Family History: Start

Family History: Start

It’s a new year. Maybe it’s time to start a new hobby? If you’ve never delved into the world of family history, now is the time to start. If you’ve dipped your toe into the world of genealogy, but ground to a halt, now is the time to start afresh. Even if another family member has started a family tree, don’t take it as gospel. Start your own research, include your spouse’s family, venture up or down other family branches. The possibilities are endless. But where do you start?

Start with yourself

Write down what you know about yourself. Many people forget this part, but your family history should begin with you. Where you were born, lived, went to school, worked, married, associated with. Make it easier for future generations to discover your history. If you have a spouse and/or children, write down their details too.

Start your way up the tree

Once you have documented your own life, work up through the generations starting with your parents, then grandparents and great-grandparents. Ask questions (although not everyone will give answers), but back up details with (birth, marriage and death certificates, parish records, census records). It’s tempting, but don’t rush past the closer generations, otherwise you might find yourself researching the wrong people.

Start branching out

If you’ve hit a brick wall with your direct ancestors, start researching other branches of your family tree. You never know who or what you might discover.

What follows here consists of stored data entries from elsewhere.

//! The worked example every scene draws from: one small C-like function,
//! its token stream, grammar rules, AST, and two control-flow graphs.
//!
//! Scenes read this data and lay it out; nothing in here knows about
//! shapes, frames, or animation.

use crate::core::Point;
use crate::error::VizResult;
use crate::graph::{BasicBlock, BlockId, BranchLabel, Edge, FlowGraph, MergePlan};
use crate::style::Hue;

/// The source program, one entry per line, indentation included.
pub fn source_lines() -> Vec<&'static str> {
    vec![
        "int checkGrade() {",
        "    int grade = 0;",
        "    int score = 70;",
        "    if (score >= 90) {",
        "        grade = 1;",
        "    } else {",
        "        grade = 2;",
        "    }",
        "    return grade;",
        "}",
    ]
}

#[derive(Clone, Copy, Debug, PartialEq, Eq, serde::Serialize, serde::Deserialize)]
pub enum TokenCategory {
    Keyword,
    Identifier,
    Operator,
    Literal,
    Delimiter,
}

impl TokenCategory {
    pub fn label(self) -> &'static str {
        match self {
            Self::Keyword => "keyword",
            Self::Identifier => "identifier",
            Self::Operator => "operator",
            Self::Literal => "literal",
            Self::Delimiter => "delimiter",
        }
    }

    pub fn hue(self) -> Hue {
        match self {
            Self::Keyword => Hue::Yellow,
            Self::Identifier => Hue::Green,
            Self::Operator => Hue::Red,
            Self::Literal => Hue::Blue,
            Self::Delimiter => Hue::White,
        }
    }
}

#[derive(Clone, Copy, Debug)]
pub struct Token {
    pub lexeme: &'static str,
    pub category: TokenCategory,
}

/// The token stream of the program, in source order.
pub fn tokens() -> Vec<Token> {
    use TokenCategory::*;
    let raw: [(&str, TokenCategory); 33] = [
        ("int", Keyword),
        ("checkGrade", Identifier),
        ("(", Delimiter),
        (")", Delimiter),
        ("{", Delimiter),
        ("int", Keyword),
        ("grade", Identifier),
        ("=", Operator),
        ("0", Literal),
        (";", Delimiter),
        ("if", Keyword),
        ("(", Delimiter),
        ("score", Identifier),
        (">=", Operator),
        ("90", Literal),
        (")", Delimiter),
        ("{", Delimiter),
        ("grade", Identifier),
        ("=", Operator),
        ("1", Literal),
        (";", Delimiter),
        ("}", Delimiter),
        ("else", Keyword),
        ("{", Delimiter),
        ("grade", Identifier),
        ("=", Operator),
        ("2", Literal),
        (";", Delimiter),
        ("}", Delimiter),
        ("return", Keyword),
        ("grade", Identifier),
        (";", Delimiter),
        ("}", Delimiter),
    ];
    raw.into_iter()
        .map(|(lexeme, category)| Token { lexeme, category })
        .collect()
}

pub const GRAMMAR_HEADER: &str = "Parse rules:";

pub fn grammar_rules() -> Vec<&'static str> {
    vec![
        "1. FunctionDeclaration -> int IDENTIFIER ( ) { BlockStatement }",
        "2. BlockStatement -> Statement*",
        "3. Statement -> VariableDeclaration | IfStatement | ReturnStatement",
        "4. VariableDeclaration -> int IDENTIFIER [= Expression];",
        "5. IfStatement -> if ( Expression ) Statement [else Statement]",
        "6. ReturnStatement -> return [Expression];",
    ]
}

#[derive(Clone, Debug)]
pub struct AstNode {
    pub id: &'static str,
    pub lines: Vec<&'static str>,
    pub hue: Hue,
    pub pos: Point,
}

/// The tree for `checkGrade`, positions in scene units.
pub fn ast_nodes() -> Vec<AstNode> {
    let node = |id, lines: &[&'static str], hue, x, y| AstNode {
        id,
        lines: lines.to_vec(),
        hue,
        pos: Point::new(x, y),
    };
    vec![
        node("program", &["Program"], Hue::Blue, 0.0, 3.5),
        node(
            "func_decl",
            &["FunctionDeclaration", "checkGrade"],
            Hue::Green,
            0.0,
            2.5,
        ),
        node("block", &["BlockStatement"], Hue::Yellow, 0.0, 1.5),
        node(
            "var_grade",
            &["VariableDeclaration", "int grade = 0"],
            Hue::Orange,
            -4.5,
            -0.5,
        ),
        node(
            "var_score",
            &["VariableDeclaration", "int score = 70"],
            Hue::Orange,
            -1.5,
            -0.5,
        ),
        node("if_stmt", &["IfStatement"], Hue::Red, 1.5, -0.5),
        node(
            "ret",
            &["ReturnStatement", "return grade"],
            Hue::Blue,
            4.5,
            -0.5,
        ),
        node(
            "cond",
            &["BinaryExpression", ">=", "score, 90"],
            Hue::Purple,
            1.5,
            -1.8,
        ),
        node(
            "then_assign",
            &["AssignmentStatement", "grade = 1"],
            Hue::Green,
            0.3,
            -3.2,
        ),
        node(
            "else_assign",
            &["AssignmentStatement", "grade = 2"],
            Hue::Green,
            2.7,
            -3.2,
        ),
    ]
}

/// Parent/child pairs, one per connector.
pub fn ast_edges() -> Vec<(&'static str, &'static str)> {
    vec![
        ("program", "func_decl"),
        ("func_decl", "block"),
        ("block", "var_grade"),
        ("block", "var_score"),
        ("block", "if_stmt"),
        ("block", "ret"),
        ("if_stmt", "cond"),
        ("if_stmt", "then_assign"),
        ("if_stmt", "else_assign"),
    ]
}

#[derive(Clone, Debug)]
pub struct RevealStage {
    pub node_ids: Vec<&'static str>,
    pub secs: f64,
}

/// Top-down reveal order for the tree. Each stage draws the named nodes
/// together with the connectors that point into them.
pub fn ast_reveal_stages() -> Vec<RevealStage> {
    let stage = |ids: &[&'static str], secs| RevealStage {
        node_ids: ids.to_vec(),
        secs,
    };
    vec![
        stage(&["program"], 0.5),
        stage(&["func_decl"], 0.5),
        stage(&["block"], 0.5),
        stage(&["var_grade", "var_score"], 1.0),
        stage(&["if_stmt"], 0.5),
        stage(&["cond", "then_assign", "else_assign"], 1.5),
        stage(&["ret"], 0.5),
    ]
}

pub const BOUNDARY_HEADER: &str = "Basic block boundary rules:";

pub fn boundary_rules() -> Vec<&'static str> {
    vec![
        "- function entry starts a new block",
        "- control flow (if/while/for/return) ends the block",
        "- a control flow target starts a new block",
        "- function exit ends the block",
    ]
}

#[derive(Clone, Debug)]
pub struct MarkedLine {
    pub text: &'static str,
    pub hue: Hue,
}

/// The program with block boundary markers spliced in.
pub fn marked_code() -> Vec<MarkedLine> {
    let line = |text, hue| MarkedLine { text, hue };
    vec![
        line("[block 0 starts]", Hue::Green),
        line("int grade = 0;", Hue::White),
        line("int score = 70;", Hue::White),
        line("[block 1 starts] if (score >= 90) {", Hue::Orange),
        line("[block 2 starts]     grade = 1;", Hue::White),
        line("[block 1 ends] } else {", Hue::Orange),
        line("[block 3 starts]     grade = 2;", Hue::White),
        line("[block 1 ends] }", Hue::Orange),
        line("[block 4 starts] return grade;", Hue::Purple),
        line("[block 4 ends]", Hue::Purple),
    ]
}

#[derive(Clone, Debug)]
pub struct Placement {
    pub id: BlockId,
    pub hue: Hue,
    pub pos: Point,
}

/// A flow graph paired with where and how its blocks are drawn.
#[derive(Clone, Debug)]
pub struct CfgFigure {
    pub graph: FlowGraph,
    pub placements: Vec<Placement>,
    pub scale: f64,
}

impl CfgFigure {
    pub fn placement(&self, id: &BlockId) -> Option<&Placement> {
        self.placements.iter().find(|p| &p.id == id)
    }
}

fn placement(id: &str, hue: Hue, x: f64, y: f64) -> Placement {
    Placement {
        id: BlockId::new(id),
        hue,
        pos: Point::new(x, y),
    }
}

fn grade_graph() -> VizResult<FlowGraph> {
    FlowGraph::new(
        vec![
            BasicBlock::new("entry_block", &["int grade = 0;", "int score = 70;"]),
            BasicBlock::new("block_1", &["if (score >= 90)"]),
            BasicBlock::new("block_2", &["grade = 1;"]),
            BasicBlock::new("block_3", &["grade = 2;"]),
            BasicBlock::new("block_4", &["return grade;"]),
            BasicBlock::new("exit_block", &[]),
        ],
        vec![
            Edge::plain("entry_block", "block_1"),
            Edge::labeled("block_1", "block_2", BranchLabel::True),
            Edge::labeled("block_1", "block_3", BranchLabel::False),
            Edge::plain("block_2", "block_4"),
            Edge::plain("block_3", "block_4"),
            Edge::plain("block_4", "exit_block"),
        ],
    )
}

/// The `checkGrade` CFG, laid out for the block-construction still.
pub fn grade_cfg_loose() -> VizResult<CfgFigure> {
    Ok(CfgFigure {
        graph: grade_graph()?,
        placements: vec![
            placement("entry_block", Hue::Green, 0.0, 2.5),
            placement("block_1", Hue::Orange, 0.0, 0.8),
            placement("block_2", Hue::Yellow, -2.5, -0.5),
            placement("block_3", Hue::Yellow, 2.5, -0.5),
            placement("block_4", Hue::Purple, 0.0, -1.8),
            placement("exit_block", Hue::Red, 0.0, -3.2),
        ],
        scale: 0.6,
    })
}

/// The `checkGrade` CFG, laid out for the finished-graph still.
pub fn grade_cfg_final() -> VizResult<CfgFigure> {
    Ok(CfgFigure {
        graph: grade_graph()?,
        placements: vec![
            placement("entry_block", Hue::Green, 0.0, 2.8),
            placement("block_1", Hue::Orange, 0.0, 1.0),
            placement("block_2", Hue::Yellow, -3.0, -0.3),
            placement("block_3", Hue::Yellow, 3.0, -0.3),
            placement("block_4", Hue::Purple, 0.0, -1.6),
            placement("exit_block", Hue::Red, 0.0, -3.0),
        ],
        scale: 0.65,
    })
}

/// The second worked example: a CFG with a straight-line chain worth
/// merging (block_1 through block_3).
pub fn merge_cfg() -> VizResult<CfgFigure> {
    Ok(CfgFigure {
        graph: FlowGraph::new(
            vec![
                BasicBlock::new("entry_block", &["int x = 0;", "int y = 1;"]),
                BasicBlock::new("block_1", &["x = x + 1;"]),
                BasicBlock::new("block_2", &["y = y * 2;"]),
                BasicBlock::new("block_3", &["int z = x + y;"]),
                BasicBlock::new("block_4", &["if (z > 10)"]),
                BasicBlock::new("block_5", &["x = 100;"]),
                BasicBlock::new("block_6", &["x = 200;"]),
                BasicBlock::new("block_7", &["return x;"]),
                BasicBlock::new("exit_block", &[]),
            ],
            vec![
                Edge::plain("entry_block", "block_1"),
                Edge::plain("block_1", "block_2"),
                Edge::plain("block_2", "block_3"),
                Edge::plain("block_3", "block_4"),
                Edge::labeled("block_4", "block_5", BranchLabel::True),
                Edge::labeled("block_4", "block_6", BranchLabel::False),
                Edge::plain("block_5", "block_7"),
                Edge::plain("block_6", "block_7"),
                Edge::plain("block_7", "exit_block"),
            ],
        )?,
        placements: vec![
            placement("entry_block", Hue::Green, -4.0, 3.0),
            placement("block_1", Hue::Yellow, -1.5, 3.0),
            placement("block_2", Hue::Yellow, 1.0, 3.0),
            placement("block_3", Hue::Yellow, 3.5, 3.0),
            placement("block_4", Hue::Orange, 0.0, 0.5),
            placement("block_5", Hue::Yellow, -2.5, -1.5),
            placement("block_6", Hue::Yellow, 2.5, -1.5),
            placement("block_7", Hue::Purple, 0.0, -3.0),
            placement("exit_block", Hue::Red, 0.0, -4.5),
        ],
        scale: 0.5,
    })
}

/// Collapse the straight-line chain of the merge example.
pub fn merge_plan() -> MergePlan {
    MergePlan {
        chain: vec![
            BlockId::new("block_1"),
            BlockId::new("block_2"),
            BlockId::new("block_3"),
        ],
        merged_id: BlockId::new("merged_block"),
    }
}

/// Where the merged block lands, replacing the chain.
pub fn merged_block_placement() -> Placement {
    placement("merged_block", Hue::Green, 0.0, 3.0)
}

pub const MERGE_RULE_HEADER: &str = "Merge rules:";

pub fn merge_rules() -> Vec<&'static str> {
    vec![
        "- block A has exactly one successor B",
        "- block B has exactly one predecessor A",
        "- both hold, so the blocks merge",
    ]
}

pub const MERGEABLE_ANNOTATION: &str = "mergeable";

pub fn merge_note() -> Vec<&'static str> {
    vec![
        "Merge complete:",
        "block_1, block_2, block_3",
        "collapsed into one block",
    ]
}

#[cfg(test)]
mod tests {
    use super::*;
    use std::collections::BTreeSet;

    #[test]
    fn token_stream_matches_the_program() {
        let toks = tokens();
        assert_eq!(toks.len(), 33);
        assert_eq!(toks[0].lexeme, "int");
        assert_eq!(toks[0].category, TokenCategory::Keyword);
        assert_eq!(toks[13].lexeme, ">=");
        assert_eq!(toks[13].category, TokenCategory::Operator);
        assert_eq!(toks[32].lexeme, "}");
    }

    #[test]
    fn ast_is_a_tree() {
        let nodes = ast_nodes();
        let edges = ast_edges();
        assert_eq!(edges.len(), nodes.len() - 1);

        let ids: BTreeSet<&str> = nodes.iter().map(|n| n.id).collect();
        assert_eq!(ids.len(), nodes.len());
        for (parent, child) in &edges {
            assert!(ids.contains(parent));
            assert!(ids.contains(child));
        }

        // every non-root node is pointed at by exactly one connector
        for node in &nodes {
            let incoming = edges.iter().filter(|(_, c)| *c == node.id).count();
            let expected = if node.id == "program" { 0 } else { 1 };
            assert_eq!(incoming, expected, "node {}", node.id);
        }
    }

    #[test]
    fn reveal_stages_cover_every_node_once() {
        let mut seen = BTreeSet::new();
        for stage in ast_reveal_stages() {
            for id in stage.node_ids {
                assert!(seen.insert(id), "node {id} revealed twice");
            }
        }
        assert_eq!(seen.len(), ast_nodes().len());
    }

    #[test]
    fn grade_cfg_branches_once() {
        let fig = grade_cfg_final().unwrap();
        assert_eq!(fig.graph.blocks.len(), 6);
        assert_eq!(fig.graph.edges.len(), 6);
        let labeled: Vec<_> = fig
            .graph
            .edges
            .iter()
            .filter_map(|e| e.label.map(|l| (e.from.clone(), l)))
            .collect();
        assert_eq!(labeled.len(), 2);
        assert!(labeled.iter().all(|(from, _)| from.0 == "block_1"));
    }

    #[test]
    fn every_block_has_a_placement() {
        for fig in [
            grade_cfg_loose().unwrap(),
            grade_cfg_final().unwrap(),
            merge_cfg().unwrap(),
        ] {
            assert_eq!(fig.placements.len(), fig.graph.blocks.len());
            for id in fig.graph.blocks.keys() {
                assert!(fig.placement(id).is_some(), "missing placement for {id}");
            }
        }
    }

    #[test]
    fn merge_plan_applies_to_the_merge_example() {
        let fig = merge_cfg().unwrap();
        let out = fig.graph.merge_chain(&merge_plan()).unwrap();
        assert_eq!(out.graph.blocks.len(), 7);
        assert_eq!(out.graph.edges.len(), 7);
        assert_eq!(out.removed_edges.len(), 4);
        assert_eq!(out.added_edges.len(), 2);
        assert_eq!(
            out.merged.statements,
            vec!["x = x + 1;", "y = y * 2;", "int z = x + y;"]
        );
    }
}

Start questioning everything

Found a family tree which includes your ancestors? Don’t just take their word for it that their research is correct. Don’t just copy it. Question it… Do they have the records to back it up? Does it make sense? If their information differs to yours, question it! Don’t automatically assume it’s the other person who’s wrong either, you may well have made a mistake somewhere along the line.

Start fleshing out the data

Your ancestors were more than just data. Flesh out names, dates and locations with stories from family members and from newspapers. Through newspaper archives I discovered my four-times great-grandfather regularly appeared in local newspapers for being “Drunk and Riotous”, but I also discovered that he wasn’t just an old drunk… A magistrate who had known him for many years described him as “a respectable, inoffensive man when sober”. He just had a tendency to have a drink or two at the market and it would all go wrong after that!

Need some help starting?

Websites such as FindMyPast and Ancestry have free trials and records. Also be sure to check out Family Search and FreeBMD (birth, marriage and deaths in England & Wales) which are free to use. Web forums and Facebook groups will also prove useful.


This post was written as part of the 52 Ancestors in 52 Weeks challenge.
I’ll be honest and say it’s very unlikely I’ll manage all 52 weeks, but I’ll give it a go! Why not join in?


  1. Kelly says:

    I’m one of those who finds it interesting as long as someone else does the research. 😉 Fortunately, I’ve had folks on both sides of my family who have done so.

  2. Jo says:

    One of the things I’ve loved when researching my family tree is contacting, and being contacted by, other family members. I’ve made some great friends along the way and we’ve been able to share information, documents and photos.

  3. My mother-in-law is the one member of the family interested in tracing family trees, although she has hit brick walls on more than one occasion and now is really at the point when she needs to be out and about going through Parish registers, which is a little more difficult and costly for her.

    Some of the information she has amassed about individual family members is quite amazing, although contacting long lost relatives can have the opposite affect to the one you would like.

    She discovered that a certain family member she had always been led to believe was an uncle, was in fact a brother, although his family (the gentleman in question was quite elderly and had recently passed away) were less than pleased to have her contact them and very politely but firmly, asked that she didn’t contact them again, as thet wanted to let sleeping dogs lie and would rather not have the truth dragged out into the public domain.

    Still, she did find some interesting facts out about my family too, so I was more than pleased to have her dig around a little.

    I hope that you have fun with the challenge and find some interesting facts which you might like to share.

    Have a very Happy New Year 🙂


  4. Sue says:

    Hi Nikki,
    It is so important to start researching correctly by beginning with yourself and working out one generation at a time. My paper trail, after 40+ years of researching, is proving true on my mother’s side of the tree. But by using DNA, much of my father’s paper trail is proving false. Oh why do people keep secrets when all we want is the truth whatever it might lead us to.

  5. rashbre says:

    I’m a ‘helper-outer’ for our family tree, which uses that Family Tree Maker system and links to The newspaper archives are also very useful and add colour to the whole thing. We’ve found alleged knife fights, drunkenness and other such deeds as well as the more normal stuff.

  6. Barbara says:

    I hit a brick wall some months ago and rather gave up, but I hope to start again this year and perhaps I need to start with me. Thanks for this post I hope it will inspire me.

  7. Deb says:

    I like the fact that as each year passes, more information is released and becomes accessible. Each new year is a reason to start re-looking at records and individuals you are still compiling facts on.

  8. CherryPie says:

    Family history research is fascinating and reveals some quite unexpected things. One branch of my family I have so far drawn a blank on and would like to know more.

  9. Teresa says:

    Great post 🙂 I love how you adapted the prompt! I may link to it for my genealogy patrons at the library where I work, assuming that’s ok with you.